Perché questo modello si diffonda a tutti i settori potrebbe essere necessaria una trasformazione culturale. Come possiamo iniziare a pensare circolare dopo secoli di linearità?

Non possiamo aspettarci che la gente faccia la cosa giusta. Non possiamo lasciare tutta la responsabilità agli individui. Per questo credo che gli incentivi siano una parte essenziale del cambiamento. Tuttavia non credo che la gente debba o voglia necessariamente sapere a cosa sta contribuendo. La gente può essere parte del cambiamento semplicemente perché quel tipo di scelta è più conveniente, quel prodotto dura di più o è di qualità più alta o è personalizzabile o perché quel servizio costa meno di quel prodotto eccetera. Il consumatore darà priorità ad altre variabili di un prodotto, oltre alla sua circolarità. Ci sarà ovviamente una parte della popolazione come noi che apprezzerà il fatto che quella circolarità è incorporata nel ciclo di vita di questo prodotto, ma la maggior parte delle persone potrebbe anche non sapere che sta prendendo parte a un’economia circolare se ha un incentivo di altro tipo.

Quindi stai dicendo che non serve un cambiamento culturale?

Al livello delle scelte personali credo non sia necessario. È più facile che la gente faccia scelte circolari guidata da quegli incentivi che non perché si è convinta che sia la cosa giusta da fare. Al livello della produzione industriale e del business, invece, un cambiamento culturale è necessario, perché è da lì che nascono gli incentivi. E anche a livello governativo.

Pensi che anche i governi debbano o possano creare dei sistemi di incentivi, magari sovvenzionando questo tipo di modello?

Sì, penso che i governi dovrebbero creare incentivi e disincentivi per le aziende, magari attraverso un sistema di imposta, come per esempio la carbon tax che sta iniziando a far tremare gli imprenditori in California perché pagheranno le tasse sulla base dell’energia che consumano: puoi scommetterci che quelle aziende si sposteranno sempre più verso le rinnovabili.

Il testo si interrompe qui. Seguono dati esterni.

//! Rate limiting module
//!
//! This module provides distributed rate limiting backed by the coordination
//! store, using one of three algorithms:
//!
//! - **Fixed Window**: one counter per window; simple, but admits up to twice
//!   the limit across a window boundary
//! - **Sliding Window Log**: exact, storage proportional to the limit
//! - **Token Bucket**: smooth rate limiting with burst support and bounded storage
//!
//! # Features
//!
//! - One atomic store round-trip per check, no sleeping
//! - Configurable behavior when the store is down (propagate, fail open,
//!   fail closed, or a per-process fallback limiter)
//!
//! # Example
//!
//! ```rust,no_run
//! use gatekeeper::rate_limit::{RateLimitConfig, RateLimiter};
//! use gatekeeper::store::InMemoryStore;
//! use std::sync::Arc;
//! use tokio_util::sync::CancellationToken;
//!
//! #[tokio::main]
//! async fn main() {
//!     let limiter = RateLimiter::new(
//!         Arc::new(InMemoryStore::new()),
//!         RateLimitConfig::token_bucket(5, 1.0),
//!     )
//!     .unwrap();
//!
//!     let decision = limiter
//!         .allow("user:123", &CancellationToken::new())
//!         .await
//!         .unwrap();
//!     if !decision.allowed {
//!         println!("retry after {:?}", decision.retry_after);
//!     }
//! }
//! ```

pub mod limiter;
pub mod local;
pub mod types;

// Re-export commonly used types
pub use limiter::RateLimiter;
pub use local::LocalFallback;
pub use types::{RateLimitAlgorithm, RateLimitConfig, RateLimitDecision, StoreFailurePolicy};
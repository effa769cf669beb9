//! Injectable wall-clock time.
//!
//! Every primitive reads "now" through a [`TimeProvider`] so window
//! boundaries, token refill and reset timeouts can be driven
//! deterministically in tests with [`ManualTimeProvider`].

use std::sync::atomic::{AtomicU64, Ordering};
use std::sync::Arc;
use std::time::{Duration, SystemTime, UNIX_EPOCH};

/// Source of the current Unix time in milliseconds
pub trait TimeProvider: Send + Sync + std::fmt::Debug {
    fn now_ms(&self) -> u64;
}

/// Current Unix timestamp in milliseconds, 0 if the clock is before the epoch
pub fn unix_now_ms() -> u64 {
    SystemTime::now()
        .duration_since(UNIX_EPOCH)
        .map(|d| d.as_millis() as u64)
        .unwrap_or(0)
}

/// Production time provider backed by the system clock
#[derive(Debug, Clone, Copy, Default)]
pub struct SystemTimeProvider;

impl TimeProvider for SystemTimeProvider {
    fn now_ms(&self) -> u64 {
        unix_now_ms()
    }
}

/// Manually advanced clock. Clones share the same time.
#[derive(Debug, Clone)]
pub struct ManualTimeProvider {
    now_ms: Arc<AtomicU64>,
}

impl ManualTimeProvider {
    pub fn new(start_ms: u64) -> Self {
        Self {
            now_ms: Arc::new(AtomicU64::new(start_ms)),
        }
    }

    pub fn advance(&self, by: Duration) {
        self.now_ms
            .fetch_add(by.as_millis() as u64, Ordering::SeqCst);
    }

    pub fn set_ms(&self, now_ms: u64) {
        self.now_ms.store(now_ms, Ordering::SeqCst);
    }
}

impl Default for ManualTimeProvider {
    fn default() -> Self {
        Self::new(unix_now_ms())
    }
}

impl TimeProvider for ManualTimeProvider {
    fn now_ms(&self) -> u64 {
        self.now_ms.load(Ordering::SeqCst)
    }
}

/// Shared handle to the default system clock
pub fn system_clock() -> Arc<dyn TimeProvider> {
    Arc::new(SystemTimeProvider)
}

Non sono un sostenitore dell’intervento del governo, ma allo stesso tempo credo che esempi come questo dimostrano che esistono modi e opportunità che i governi possono offrire alle imprese per aiutarle a cambiare.

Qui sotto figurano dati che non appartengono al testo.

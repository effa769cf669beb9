use super::{
    token_bucket_step, CoordinationStore, SlidingWindowOutcome, SlidingWindowRequest, StoreError,
    StoreResult, TokenBucketOutcome, TokenBucketRequest,
};
use crate::time::{system_clock, TimeProvider};
use async_trait::async_trait;
use dashmap::mapref::entry::Entry;
use dashmap::DashMap;
use std::sync::{Arc, Weak};
use std::time::Duration;
use tokio::time::{interval, MissedTickBehavior};
use tokio_util::sync::CancellationToken;
use tracing::{debug, info};

/// In-process coordination store
///
/// Each primitive runs under the map shard's write lock for its key, which
/// makes every read-modify-write atomic with respect to other callers of the
/// same store instance. Expired entries are dropped lazily on access, by
/// [`InMemoryStore::purge_expired`], or by the loop started with
/// [`InMemoryStore::spawn_purge_task`]. Keys that are never read again, such
/// as past fixed windows, only go away through the latter two.
#[derive(Debug)]
pub struct InMemoryStore {
    entries: DashMap<String, Slot>,
    clock: Arc<dyn TimeProvider>,
}

#[derive(Debug, Clone)]
struct Slot {
    value: Value,
    expires_at_ms: Option<u64>,
}

#[derive(Debug, Clone, PartialEq)]
enum Value {
    Text(String),
    Counter(i64),
    Bucket { tokens: f64, last_refill_ms: u64 },
    Log(Vec<(u64, String)>),
}

impl Slot {
    fn new(value: Value, now_ms: u64, ttl: Option<Duration>) -> Self {
        Self {
            value,
            expires_at_ms: ttl.map(|ttl| now_ms.saturating_add(ttl.as_millis() as u64)),
        }
    }

    fn is_live(&self, now_ms: u64) -> bool {
        self.expires_at_ms.map_or(true, |at| now_ms < at)
    }

    fn holds_text(&self, expected: &str) -> bool {
        matches!(&self.value, Value::Text(v) if v == expected)
    }
}

impl InMemoryStore {
    pub fn new() -> Self {
        Self::with_clock(system_clock())
    }

    /// Create a store whose expiry decisions follow `clock`
    pub fn with_clock(clock: Arc<dyn TimeProvider>) -> Self {
        Self {
            entries: DashMap::new(),
            clock,
        }
    }

    /// Drop every expired entry, returning how many were removed
    pub fn purge_expired(&self) -> usize {
        let now = self.clock.now_ms();
        let before = self.entries.len();
        self.entries.retain(|_, slot| slot.is_live(now));
        let removed = before.saturating_sub(self.entries.len());
        if removed > 0 {
            debug!(removed, "Purged expired entries");
        }
        removed
    }

    /// Purge expired entries every `every` until the returned token is
    /// cancelled or the store is dropped
    pub fn spawn_purge_task(self: &Arc<Self>, every: Duration) -> CancellationToken {
        let cancel = CancellationToken::new();
        let store = Arc::downgrade(self);
        tokio::spawn(run_purge_loop(store, every, cancel.clone()));
        cancel
    }

    /// Number of stored entries, including expired ones not yet purged
    pub fn len(&self) -> usize {
        self.entries.len()
    }

    pub fn is_empty(&self) -> bool {
        self.entries.is_empty()
    }
}

async fn run_purge_loop(store: Weak<InMemoryStore>, every: Duration, cancel: CancellationToken) {
    let mut ticker = interval(every);
    ticker.set_missed_tick_behavior(MissedTickBehavior::Skip);

    info!(interval_ms = every.as_millis() as u64, "Expired entry purge task started");

    loop {
        tokio::select! {
            biased;
            _ = cancel.cancelled() => {
                info!("Expired entry purge task shutting down");
                break;
            }
            _ = ticker.tick() => {
                match store.upgrade() {
                    Some(store) => {
                        store.purge_expired();
                    }
                    None => {
                        debug!("Store dropped, stopping purge task");
                        break;
                    }
                }
            }
        }
    }
}

impl Default for InMemoryStore {
    fn default() -> Self {
        Self::new()
    }
}

#[async_trait]
impl CoordinationStore for InMemoryStore {
    async fn get(&self, key: &str) -> StoreResult<Option<String>> {
        let now = self.clock.now_ms();

        let found = self
            .entries
            .get(key)
            .map(|slot| (slot.is_live(now), slot.value.clone()));

        match found {
            None => Ok(None),
            Some((false, _)) => {
                self.entries.remove_if(key, |_, slot| !slot.is_live(now));
                Ok(None)
            }
            Some((true, Value::Text(value))) => Ok(Some(value)),
            Some((true, Value::Counter(n))) => Ok(Some(n.to_string())),
            Some((true, _)) => Err(StoreError::WrongType {
                key: key.to_string(),
            }),
        }
    }

    async fn set(
        &self,
        key: &str,
        value: &str,
        ttl: Option<Duration>,
        only_if_absent: bool,
    ) -> StoreResult<bool> {
        let now = self.clock.now_ms();
        let slot = Slot::new(Value::Text(value.to_string()), now, ttl);

        match self.entries.entry(key.to_string()) {
            Entry::Occupied(mut occupied) => {
                if only_if_absent && occupied.get().is_live(now) {
                    return Ok(false);
                }
                occupied.insert(slot);
                Ok(true)
            }
            Entry::Vacant(vacant) => {
                vacant.insert(slot);
                Ok(true)
            }
        }
    }

    async fn compare_and_delete(&self, key: &str, expected: &str) -> StoreResult<bool> {
        let now = self.clock.now_ms();
        let removed = self
            .entries
            .remove_if(key, |_, slot| slot.is_live(now) && slot.holds_text(expected));
        Ok(removed.is_some())
    }

    async fn compare_and_set_ttl(
        &self,
        key: &str,
        expected: &str,
        ttl: Duration,
    ) -> StoreResult<bool> {
        let now = self.clock.now_ms();
        match self.entries.get_mut(key) {
            Some(mut slot) if slot.is_live(now) && slot.holds_text(expected) => {
                slot.expires_at_ms = Some(now.saturating_add(ttl.as_millis() as u64));
                Ok(true)
            }
            _ => Ok(false),
        }
    }

    async fn incr_with_expiry(
        &self,
        key: &str,
        amount: i64,
        ttl_if_new: Duration,
    ) -> StoreResult<i64> {
        let now = self.clock.now_ms();

        match self.entries.entry(key.to_string()) {
            Entry::Occupied(mut occupied) if occupied.get().is_live(now) => {
                let slot = occupied.get_mut();
                let current = match &slot.value {
                    Value::Counter(n) => *n,
                    Value::Text(text) => text.parse::<i64>().map_err(|_| StoreError::WrongType {
                        key: key.to_string(),
                    })?,
                    _ => {
                        return Err(StoreError::WrongType {
                            key: key.to_string(),
                        })
                    }
                };
                let next = current.saturating_add(amount);
                slot.value = Value::Counter(next);
                Ok(next)
            }
            Entry::Occupied(mut occupied) => {
                occupied.insert(Slot::new(Value::Counter(amount), now, Some(ttl_if_new)));
                Ok(amount)
            }
            Entry::Vacant(vacant) => {
                vacant.insert(Slot::new(Value::Counter(amount), now, Some(ttl_if_new)));
                Ok(amount)
            }
        }
    }

    async fn token_bucket(
        &self,
        key: &str,
        request: &TokenBucketRequest,
    ) -> StoreResult<TokenBucketOutcome> {
        let now = self.clock.now_ms();
        let mut entry = self.entries.entry(key.to_string()).or_insert_with(|| {
            Slot::new(
                Value::Bucket {
                    tokens: request.capacity,
                    last_refill_ms: request.now_ms,
                },
                now,
                Some(request.idle_ttl),
            )
        });

        let (tokens, last_refill_ms) = match (&entry.value, entry.is_live(now)) {
            (Value::Bucket {
                tokens,
                last_refill_ms,
            }, true) => (*tokens, *last_refill_ms),
            (Value::Bucket { .. }, false) => (request.capacity, request.now_ms),
            _ => {
                return Err(StoreError::WrongType {
                    key: key.to_string(),
                })
            }
        };

        let (outcome, refilled_at) = token_bucket_step(tokens, last_refill_ms, request);
        *entry = Slot::new(
            Value::Bucket {
                tokens: outcome.tokens,
                last_refill_ms: refilled_at,
            },
            now,
            Some(request.idle_ttl),
        );

        Ok(outcome)
    }

    async fn sliding_window_log(
        &self,
        key: &str,
        request: &SlidingWindowRequest,
    ) -> StoreResult<SlidingWindowOutcome> {
        let now = self.clock.now_ms();
        let window_ms = request.window.as_millis() as u64;
        let mut entry = self
            .entries
            .entry(key.to_string())
            .or_insert_with(|| Slot::new(Value::Log(Vec::new()), now, Some(request.window)));

        if !entry.is_live(now) {
            *entry = Slot::new(Value::Log(Vec::new()), now, Some(request.window));
        }

        let log = match &mut entry.value {
            Value::Log(log) => log,
            _ => {
                return Err(StoreError::WrongType {
                    key: key.to_string(),
                })
            }
        };

        log.retain(|(at, _)| at.saturating_add(window_ms) > request.now_ms);
        let count = log.len() as u64;

        let outcome = if count < request.limit {
            log.push((request.now_ms, request.member.clone()));
            SlidingWindowOutcome {
                allowed: true,
                count: count + 1,
                retry_after: Duration::ZERO,
            }
        } else {
            let oldest = log.iter().map(|(at, _)| *at).min().unwrap_or(request.now_ms);
            let wait_ms = oldest
                .saturating_add(window_ms)
                .saturating_sub(request.now_ms)
                .max(1);
            SlidingWindowOutcome {
                allowed: false,
                count,
                retry_after: Duration::from_millis(wait_ms),
            }
        };

        if outcome.allowed {
            entry.expires_at_ms = Some(now.saturating_add(window_ms));
        }

        Ok(outcome)
    }

    async fn ping(&self) -> StoreResult<()> {
        Ok(())
    }
}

Avete lavorato a questo libro durante la pandemia. Avete preso in considerazione come la pandemia può aver cambiato le nostre società ed economie?

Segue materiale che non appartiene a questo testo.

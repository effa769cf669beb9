//! Coordination store abstraction
//!
//! The rate limiter and the distributed lock keep all shared state in an
//! external key-value store and only ever touch it through the atomic
//! primitives declared by [`CoordinationStore`]. Two backends ship with the
//! crate:
//!
//! - [`RedisStore`]: Redis via a connection manager, with Lua scripts for the
//!   read-modify-write primitives
//! - [`InMemoryStore`]: a process-local map with the same semantics, for
//!   single-process deployments and tests

pub mod lua_scripts;
pub mod memory;
pub mod redis;

pub use self::memory::InMemoryStore;
pub use self::redis::RedisStore;

use crate::error::Result;
use async_trait::async_trait;
use serde::{Deserialize, Serialize};
use std::sync::Arc;
use std::time::Duration;
use thiserror::Error;
use tracing::info;

/// Failures talking to the coordination store
#[derive(Error, Debug)]
pub enum StoreError {
    #[error("Redis error: {0}")]
    Redis(#[from] ::redis::RedisError),

    #[error("Store operation timed out after {0:?}")]
    Timeout(Duration),

    #[error("Key '{key}' holds a value of the wrong type")]
    WrongType { key: String },

    #[error("Corrupted value at '{key}': {reason}")]
    Corrupted { key: String, reason: String },
}

pub type StoreResult<T> = std::result::Result<T, StoreError>;

/// Arguments of the scripted token bucket step
#[derive(Debug, Clone, Copy, PartialEq)]
pub struct TokenBucketRequest {
    /// Bucket capacity (burst size)
    pub capacity: f64,
    /// Tokens added per second
    pub refill_per_sec: f64,
    /// Caller's notion of "now", Unix milliseconds
    pub now_ms: u64,
    /// How long an untouched bucket is kept before the store may drop it
    pub idle_ttl: Duration,
}

/// Result of the scripted token bucket step
#[derive(Debug, Clone, Copy, PartialEq)]
pub struct TokenBucketOutcome {
    pub allowed: bool,
    /// Tokens left in the bucket after this call
    pub tokens: f64,
    /// Time until one whole token is available (zero when allowed)
    pub retry_after: Duration,
}

/// Arguments of the scripted sliding window log step
#[derive(Debug, Clone, PartialEq)]
pub struct SlidingWindowRequest {
    pub limit: u64,
    pub window: Duration,
    pub now_ms: u64,
    /// Unique member recorded for this call
    pub member: String,
}

/// Result of the scripted sliding window log step
#[derive(Debug, Clone, Copy, PartialEq)]
pub struct SlidingWindowOutcome {
    pub allowed: bool,
    /// Entries in the window after this call
    pub count: u64,
    pub retry_after: Duration,
}

/// Atomic primitives the coordination primitives rely on.
///
/// Every method must be executed by the backend as a single atomic step:
/// concurrent callers sharing a key never observe or produce a partial update.
#[async_trait]
pub trait CoordinationStore: Send + Sync {
    async fn get(&self, key: &str) -> StoreResult<Option<String>>;

    /// Set `key` to `value`. With `only_if_absent`, returns `false` and leaves
    /// the store untouched when a live value already exists.
    async fn set(
        &self,
        key: &str,
        value: &str,
        ttl: Option<Duration>,
        only_if_absent: bool,
    ) -> StoreResult<bool>;

    /// Delete `key` only if it currently holds `expected`
    async fn compare_and_delete(&self, key: &str, expected: &str) -> StoreResult<bool>;

    /// Replace the TTL of `key` only if it currently holds `expected`
    async fn compare_and_set_ttl(&self, key: &str, expected: &str, ttl: Duration)
        -> StoreResult<bool>;

    /// Add `amount` to the counter at `key`, creating it with `ttl_if_new` when absent
    async fn incr_with_expiry(&self, key: &str, amount: i64, ttl_if_new: Duration)
        -> StoreResult<i64>;

    async fn token_bucket(
        &self,
        key: &str,
        request: &TokenBucketRequest,
    ) -> StoreResult<TokenBucketOutcome>;

    async fn sliding_window_log(
        &self,
        key: &str,
        request: &SlidingWindowRequest,
    ) -> StoreResult<SlidingWindowOutcome>;

    /// Check the store is reachable
    async fn ping(&self) -> StoreResult<()>;
}

/// Coordination store connection settings
#[derive(Debug, Clone, PartialEq, Serialize, Deserialize)]
pub struct StoreConfig {
    /// Redis connection URL; the in-memory store is used when absent
    #[serde(default)]
    pub url: Option<String>,
    /// Upper bound for a single store round-trip in milliseconds
    #[serde(default = "default_operation_timeout_ms")]
    pub operation_timeout_ms: u64,
    /// How often the in-memory store drops expired entries, in milliseconds
    #[serde(default = "default_purge_interval_ms")]
    pub purge_interval_ms: u64,
}

fn default_operation_timeout_ms() -> u64 {
    500
}

fn default_purge_interval_ms() -> u64 {
    60_000
}

impl Default for StoreConfig {
    fn default() -> Self {
        Self {
            url: None,
            operation_timeout_ms: default_operation_timeout_ms(),
            purge_interval_ms: default_purge_interval_ms(),
        }
    }
}

impl StoreConfig {
    pub fn operation_timeout(&self) -> Duration {
        Duration::from_millis(self.operation_timeout_ms)
    }

    pub fn purge_interval(&self) -> Duration {
        Duration::from_millis(self.purge_interval_ms)
    }
}

/// Build the store described by `config`
pub async fn connect(config: &StoreConfig) -> Result<Arc<dyn CoordinationStore>> {
    match &config.url {
        Some(url) => {
            let store = RedisStore::connect(url, config.operation_timeout()).await?;
            info!(timeout = ?config.operation_timeout(), "Using Redis coordination store");
            Ok(Arc::new(store))
        }
        None => {
            info!("Using in-memory coordination store");
            let store = Arc::new(InMemoryStore::new());
            // Stops on its own once the last handle to the store is dropped
            store.spawn_purge_task(config.purge_interval());
            Ok(store)
        }
    }
}

/// One token bucket step: refill for the elapsed time, then try to take a token.
///
/// Returns the outcome and the refill timestamp to persist. Mirrors
/// [`lua_scripts::TOKEN_BUCKET_SCRIPT`].
pub(crate) fn token_bucket_step(
    tokens: f64,
    last_refill_ms: u64,
    request: &TokenBucketRequest,
) -> (TokenBucketOutcome, u64) {
    let elapsed_ms = request.now_ms.saturating_sub(last_refill_ms) as f64;
    let refill_per_ms = request.refill_per_sec / 1000.0;
    let mut tokens = (tokens + elapsed_ms * refill_per_ms).min(request.capacity);
    let refilled_at = request.now_ms.max(last_refill_ms);

    if tokens >= 1.0 {
        tokens -= 1.0;
        let outcome = TokenBucketOutcome {
            allowed: true,
            tokens,
            retry_after: Duration::ZERO,
        };
        return (outcome, refilled_at);
    }

    let wait_ms = ((1.0 - tokens) / refill_per_ms).ceil();
    let outcome = TokenBucketOutcome {
        allowed: false,
        tokens,
        retry_after: Duration::try_from_secs_f64(wait_ms / 1000.0).unwrap_or(Duration::MAX),
    };
    (outcome, refilled_at)
}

Sì, nel capitolo dedicato alle confezioni, il capitolo 14. La quantità di beni consegnati a domicilio durante la pandemia ci porta a chiederci cosa sia più efficiente: la singola persona che va in negozio o un unico camion programmato per prendere la strada più breve?

Quindi Amazon è più circolare che andare al centro commerciale?

Si può trovare un’efficienza nel modello delle spedizioni rispetto all’approvvigionamento individuale.

Allo stesso tempo le tante confezioni utilizzate per le spedizioni producono rifiuti

Sì perché i pacchi per le spedizioni hanno poche opportunità di essere riutilizzati. Tuttavia ci sono diverse alternative che varie aziende stanno esplorando. Per esempio si può evitare del tutto la spedizione grazie alla stampa 3d. La localizzazione della produzione può eliminare il bisogno di spedire beni intorno al mondo.

Cosa speri che la gente prenda da questo libro?

Ci troviamo in una situazione molto seria e non credo che tutti ne siano consapevoli. L’economia circolare non è solo creare un modo di vivere sostenibile ma anche riparare gli errori del passato: in questo senso, l’economia circolare è rigenerativa.